And neither COBIT nor ITIL are governance frameworks: they are both IT management frameworks. "Governance" is losing all meaning.

Nitpicking aside, I reckon OSSTMM and ISO 17799/27000 and NIST 800-53 are one-country guidebooks.

What you get from sloppy guidebooks

Punta del Este is a posh Uruguayan beach town. Ciudad del Este is a "Far West"-like Paraguayan town in the "triple border" with Argentina and Brazil. Confusing them could be dangerous for your health.

only a loose affiliation with the facts

Well now we see why I'm more comfortable with ITIL than COBIT. My memory is unreliable and I have only a loose affiliation with the facts. I'm more of a Hitchhiker's Guide kind of guy.

I have never been to Uruguay (though I'd love to go). I have been to Ciudad del Este, at night, on foot, backpacking. But since one crosses that extraordinary "bridge of smugglers" to get into Paraguay (in my case I walked), somewhere in my mind it has got hardwired as "Punta".

thankyou for that correction. Perhaps more people will know what I'm talking about when i tell that tale in future

What a great analogy!

This has to be the best analogy I have ever seen. I love it! I'm for sure stealing it, if you don't mind.

When people ask my the difference I say simply, "CobiT tells you what you should be doing and ITIL tells you how to do it."

But there is so much more to it than that and your analogy captures it perfectly. CobiT is so much easier to grasp, it's the everyman's framework.

I'll take mine with an olive.

Bill

Encyclopedia and Guide

Hello IT Skeptic

Yes I do share a mutual fascination and respect for the writings of Douglas Adams. He has an amazing gift of wisdom and insight that hits you between the eyes at the same time you are chuckling under your breath. Having had the pleasure of working on the development of both the COBIT and ITIL models I see and agree with your analogy of Encyclopedia versus Guide.

Perhaps one way to look at this is that one needs the other (kind of a co-dependant relationship). We need an Encyclopedia for reference and audit but also need the guide with its humanness as you put it, to give us context, application, opinion and perhaps even humor. It really comes down to the difference between facts/ knowledge versus wisdom/insight and yes, informed opinion.

There is a place for both in our Galaxy, even when not everyone agrees with the opinion part.
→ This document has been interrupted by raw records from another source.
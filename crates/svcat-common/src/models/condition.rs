//! 状态条件模型
//!
//! Operator 对外报告的条件集合：每种类型至多一条，每个同步周期整体覆盖。

use chrono::{DateTime, Utc};
use schemars::JsonSchema;
use serde::{Deserialize, Serialize};
use std::fmt;

/// 工作负载可用
pub const CONDITION_AVAILABLE: &str = "Available";
/// 工作负载仍在推进
pub const CONDITION_PROGRESSING: &str = "Progressing";
/// 本周期内有子步骤失败
pub const CONDITION_DEGRADED: &str = "WorkloadDegraded";

/// 条件状态
#[derive(Debug, Clone, Copy, PartialEq, Eq, Hash, Serialize, Deserialize, JsonSchema)]
pub enum ConditionStatus {
    True,
    False,
    Unknown,
}

impl fmt::Display for ConditionStatus {
    fn fmt(&self, f: &mut fmt::Formatter<'_>) -> fmt::Result {
        match self {
            ConditionStatus::True => write!(f, "True"),
            ConditionStatus::False => write!(f, "False"),
            ConditionStatus::Unknown => write!(f, "Unknown"),
        }
    }
}

/// 单条 Operator 条件
#[derive(Debug, Clone, PartialEq, Serialize, Deserialize, JsonSchema)]
#[serde(rename_all = "camelCase")]
pub struct OperatorCondition {
    /// 条件类型
    #[serde(rename = "type")]
    pub type_: String,
    /// 条件状态
    pub status: ConditionStatus,
    /// 机器可读的原因
    #[serde(default, skip_serializing_if = "String::is_empty")]
    pub reason: String,
    /// 人类可读的消息
    #[serde(default, skip_serializing_if = "String::is_empty")]
    pub message: String,
    /// 上次状态翻转的时间
    #[serde(default, skip_serializing_if = "Option::is_none")]
    pub last_transition_time: Option<DateTime<Utc>>,
}

impl OperatorCondition {
    /// 创建不带原因的条件
    pub fn new(type_: &str, status: ConditionStatus) -> Self {
        Self {
            type_: type_.to_string(),
            status,
            reason: String::new(),
            message: String::new(),
            last_transition_time: None,
        }
    }

    /// 附加原因与消息
    pub fn with_reason(mut self, reason: &str, message: impl Into<String>) -> Self {
        self.reason = reason.to_string();
        self.message = message.into();
        self
    }

    pub fn is_true(&self) -> bool {
        self.status == ConditionStatus::True
    }
}

/// 写入或覆盖一条条件
///
/// 状态未翻转时保留原有的 `last_transition_time`，这样重复运行已收敛的周期
/// 不会产生新的状态差异。
pub fn set_condition(conditions: &mut Vec<OperatorCondition>, mut condition: OperatorCondition) {
    match conditions.iter_mut().find(|c| c.type_ == condition.type_) {
        Some(existing) => {
            condition.last_transition_time = if existing.status == condition.status {
                existing.last_transition_time.or_else(|| Some(Utc::now()))
            } else {
                Some(Utc::now())
            };
            *existing = condition;
        }
        None => {
            condition.last_transition_time = Some(Utc::now());
            conditions.push(condition);
        }
    }
}

/// 按类型查找条件
pub fn find_condition<'a>(conditions: &'a [OperatorCondition], type_: &str) -> Option<&'a OperatorCondition> {
    conditions.iter().find(|c| c.type_ == type_)
}

#[cfg(test)]
mod tests {
    use super::*;

    #[test]
    fn test_set_condition_replaces_by_type() {
        let mut conditions = Vec::new();
        set_condition(&mut conditions, OperatorCondition::new(CONDITION_AVAILABLE, ConditionStatus::False));
        set_condition(&mut conditions, OperatorCondition::new(CONDITION_AVAILABLE, ConditionStatus::True));

        assert_eq!(conditions.len(), 1);
        assert!(conditions[0].is_true());
    }

    #[test]
    fn test_transition_time_kept_without_flip() {
        let mut conditions = Vec::new();
        set_condition(
            &mut conditions,
            OperatorCondition::new(CONDITION_DEGRADED, ConditionStatus::True).with_reason("SyncError", "a"),
        );
        let first = conditions[0].last_transition_time;

        set_condition(
            &mut conditions,
            OperatorCondition::new(CONDITION_DEGRADED, ConditionStatus::True).with_reason("SyncError", "b"),
        );

        assert_eq!(conditions[0].last_transition_time, first);
        assert_eq!(conditions[0].message, "b");
    }

    #[test]
    fn test_condition_serializes_type_field() {
        let cond = OperatorCondition::new(CONDITION_PROGRESSING, ConditionStatus::False);
        let json = serde_json::to_value(&cond).unwrap();
        assert_eq!(json["type"], "Progressing");
        assert_eq!(json["status"], "False");
        assert!(json.get("reason").is_none());
    }
}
At the very least it gives us something to discuss as we down our recreational beverages.

Cheers & Merry Christmas

Troy DuMoulin

a BOK with the depth of ITIL and the breadth of COBIT

Merry Christmas to you and all those at Pink. ("Pinkies"?)
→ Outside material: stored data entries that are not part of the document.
//! 测试用内存集群

use async_trait::async_trait;
use k8s_openapi::api::apps::v1::{DaemonSet, DaemonSetStatus};
use k8s_openapi::api::core::v1::{ConfigMap, Secret};
use k8s_openapi::apimachinery::pkg::apis::meta::v1::ObjectMeta;
use k8s_openapi::ByteString;
use std::collections::{BTreeMap, HashMap, HashSet};
use std::sync::Mutex;
use std::time::Duration;
use svcat_common::{Error, Result};

use crate::assets::Manifest;
use crate::client::ClusterClient;

type Key = (String, String);

fn key(namespace: &str, name: &str) -> Key {
    (namespace.to_string(), name.to_string())
}

#[derive(Default)]
struct State {
    manifests: HashMap<String, String>,
    manifest_attempts: Vec<String>,
    failing_manifests: HashSet<String>,
    apply_delay: Option<Duration>,
    config_maps: BTreeMap<Key, ConfigMap>,
    secrets: BTreeMap<Key, Secret>,
    daemon_sets: BTreeMap<Key, DaemonSet>,
    ready: i32,
    rollout_lag: bool,
    fail_daemon_set: bool,
    fail_namespace_delete: bool,
    deleted_namespaces: Vec<String>,
    config_map_writes: usize,
    daemon_set_writes: usize,
}

/// 内存中的 `ClusterClient`，DaemonSet 的 spec 变化时递增代数
#[derive(Default)]
pub struct FakeCluster {
    state: Mutex<State>,
}

impl FakeCluster {
    pub fn new() -> Self {
        Self::default()
    }

    fn state(&self) -> std::sync::MutexGuard<'_, State> {
        self.state.lock().unwrap()
    }

    pub fn fail_manifest(&self, path: &str) {
        self.state().failing_manifests.insert(path.to_string());
    }

    /// 每次应用清单前等待的时间
    pub fn delay_manifests(&self, delay: Duration) {
        self.state().apply_delay = Some(delay);
    }

    /// 丢弃已应用的内容，下次应用该清单会报告变化
    pub fn forget_manifest(&self, path: &str) {
        self.state().manifests.remove(path);
    }

    pub fn manifest_attempts(&self) -> Vec<String> {
        self.state().manifest_attempts.clone()
    }

    pub fn insert_config_map(&self, namespace: &str, name: &str, data: &[(&str, &str)]) {
        let cm = ConfigMap {
            metadata: ObjectMeta {
                name: Some(name.to_string()),
                namespace: Some(namespace.to_string()),
                ..Default::default()
            },
            data: Some(data.iter().map(|(k, v)| (k.to_string(), v.to_string())).collect()),
            ..Default::default()
        };
        self.state().config_maps.insert(key(namespace, name), cm);
    }

    pub fn insert_secret(&self, namespace: &str, name: &str, data: &[(&str, &str)]) {
        let secret = Secret {
            metadata: ObjectMeta {
                name: Some(name.to_string()),
                namespace: Some(namespace.to_string()),
                ..Default::default()
            },
            data: Some(
                data.iter()
                    .map(|(k, v)| (k.to_string(), ByteString(v.as_bytes().to_vec())))
                    .collect(),
            ),
            ..Default::default()
        };
        self.state().secrets.insert(key(namespace, name), secret);
    }

    pub fn config_map(&self, namespace: &str, name: &str) -> Option<ConfigMap> {
        self.state().config_maps.get(&key(namespace, name)).cloned()
    }

    pub fn daemon_set(&self, namespace: &str, name: &str) -> Option<DaemonSet> {
        self.state().daemon_sets.get(&key(namespace, name)).cloned()
    }

    /// 设置所有 DaemonSet 的可用实例数
    pub fn set_ready(&self, ready: i32) {
        let mut state = self.state();
        state.ready = ready;
        for ds in state.daemon_sets.values_mut() {
            if let Some(status) = ds.status.as_mut() {
                status.number_available = Some(ready);
            }
        }
    }

    /// 之后写入的 DaemonSet 不会被立即观察到
    pub fn lag_rollouts(&self) {
        self.state().rollout_lag = true;
    }

    pub fn fail_daemon_set_writes(&self) {
        self.state().fail_daemon_set = true;
    }

    pub fn fail_namespace_delete(&self) {
        self.state().fail_namespace_delete = true;
    }

    pub fn deleted_namespaces(&self) -> Vec<String> {
        self.state().deleted_namespaces.clone()
    }

    pub fn config_map_writes(&self) -> usize {
        self.state().config_map_writes
    }

    pub fn daemon_set_writes(&self) -> usize {
        self.state().daemon_set_writes
    }
}

#[async_trait]
impl ClusterClient for FakeCluster {
    async fn apply_manifest(&self, manifest: &Manifest) -> Result<bool> {
        let delay = self.state().apply_delay;
        if let Some(delay) = delay {
            tokio::time::sleep(delay).await;
        }

        let mut state = self.state();
        state.manifest_attempts.push(manifest.path.clone());
        if state.failing_manifests.contains(&manifest.path) {
            return Err(Error::Apply(format!("admission webhook denied {}", manifest.path)));
        }

        let previous = state.manifests.insert(manifest.path.clone(), manifest.content.clone());
        Ok(previous.as_deref() != Some(manifest.content.as_str()))
    }

    async fn get_config_map(&self, namespace: &str, name: &str) -> Result<Option<ConfigMap>> {
        Ok(self.config_map(namespace, name))
    }

    async fn put_config_map(&self, config_map: &ConfigMap) -> Result<ConfigMap> {
        let namespace = config_map.metadata.namespace.clone().unwrap_or_default();
        let name = config_map.metadata.name.clone().unwrap_or_default();
        let mut state = self.state();
        state.config_map_writes += 1;
        state.config_maps.insert(key(&namespace, &name), config_map.clone());
        Ok(config_map.clone())
    }

    async fn get_secret(&self, namespace: &str, name: &str) -> Result<Option<Secret>> {
        Ok(self.state().secrets.get(&key(namespace, name)).cloned())
    }

    async fn get_daemon_set(&self, namespace: &str, name: &str) -> Result<Option<DaemonSet>> {
        Ok(self.daemon_set(namespace, name))
    }

    async fn put_daemon_set(&self, daemon_set: &DaemonSet) -> Result<DaemonSet> {
        let mut state = self.state();
        if state.fail_daemon_set {
            return Err(Error::Apply("daemonsets.apps is forbidden".to_string()));
        }

        let id = key(
            daemon_set.metadata.namespace.as_deref().unwrap_or_default(),
            daemon_set.metadata.name.as_deref().unwrap_or_default(),
        );
        let (generation, observed) = match state.daemon_sets.get(&id) {
            Some(existing) => {
                let current = existing.metadata.generation.unwrap_or_default();
                let observed = existing.status.as_ref().and_then(|s| s.observed_generation);
                if existing.spec == daemon_set.spec {
                    (current, observed)
                } else {
                    (current + 1, observed)
                }
            }
            None => (1, None),
        };

        let mut written = daemon_set.clone();
        written.metadata.generation = Some(generation);
        written.status = Some(DaemonSetStatus {
            observed_generation: if state.rollout_lag { observed } else { Some(generation) },
            number_available: Some(state.ready),
            ..Default::default()
        });

        state.daemon_set_writes += 1;
        state.daemon_sets.insert(id, written.clone());
        Ok(written)
    }

    async fn delete_namespace(&self, name: &str) -> Result<()> {
        let mut state = self.state();
        if state.fail_namespace_delete {
            return Err(Error::Apply(format!("namespaces \"{}\" is forbidden", name)));
        }

        state.config_maps.retain(|(ns, _), _| ns != name);
        state.secrets.retain(|(ns, _), _| ns != name);
        state.daemon_sets.retain(|(ns, _), _| ns != name);
        state.deleted_namespaces.push(name.to_string());
        Ok(())
    }
}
I agree the two complement each other. Shame about the mismatch. Perhaps one day we'll have a BOK with the depth of ITIL and the breadth of COBIT or ISO20000: now that would be something.

Good Comparison

The "Don't Panic" sticker is probably: "ITIL is not from the auditors" ..., I would compare APMG to the vogons and maybe OGC are the mice ;-)

COBIT and ITIL

Dear Skeptic,

The industry interest in COBIT and ITIL being utilized together has been increasing over the last 2 years and now I know why – excellent piece. The COBIT Steering Commmittee are in the process of completing the development of the COBIT 4.1 and ITIL v3 mapping and the document is scheduled to be ISACA members and in the ISACA bookstore towards the end of Q1 2008. We are moving the development forward as quickly as possible to answer the numerous requests we have had of late for the publication.

Robert Stroud
Chair, COBIT Steering Committee.

What a shame ITILV3 didn't take the opportunity

Thanks, Rob, and welcome back: long time no hear. I look forward to such a mapping, and good on COBIt for doing it. What a shame ITILV3 didn't take the opportunity to do it in the other direction while the books were developed.

P.S. "Robert E."? Careful, mate, people will think you're a Yank.

ISO 27001, COBIT and ITIL!

Dear Skeptic,

I too am looking forward to the mapping and it should be available for review shortly. Additionally, the COBIT Steering Committee is planning a refresh of the publication co-developed with the OGC; “Aligning COBIT, ITIL and ISO 17799 for Business Benefit: Management Summary” (visit the ISACA website for a free download of the current version). This document will be refreshed to COBIT 4.1, ITIL V3 and ISO 27701 and assuming all relevant approvals, it is planned to both the ITIL and COBIT perspectives whilst providing greater insight into their use with the exceptionally relevant security standard ISO 27001.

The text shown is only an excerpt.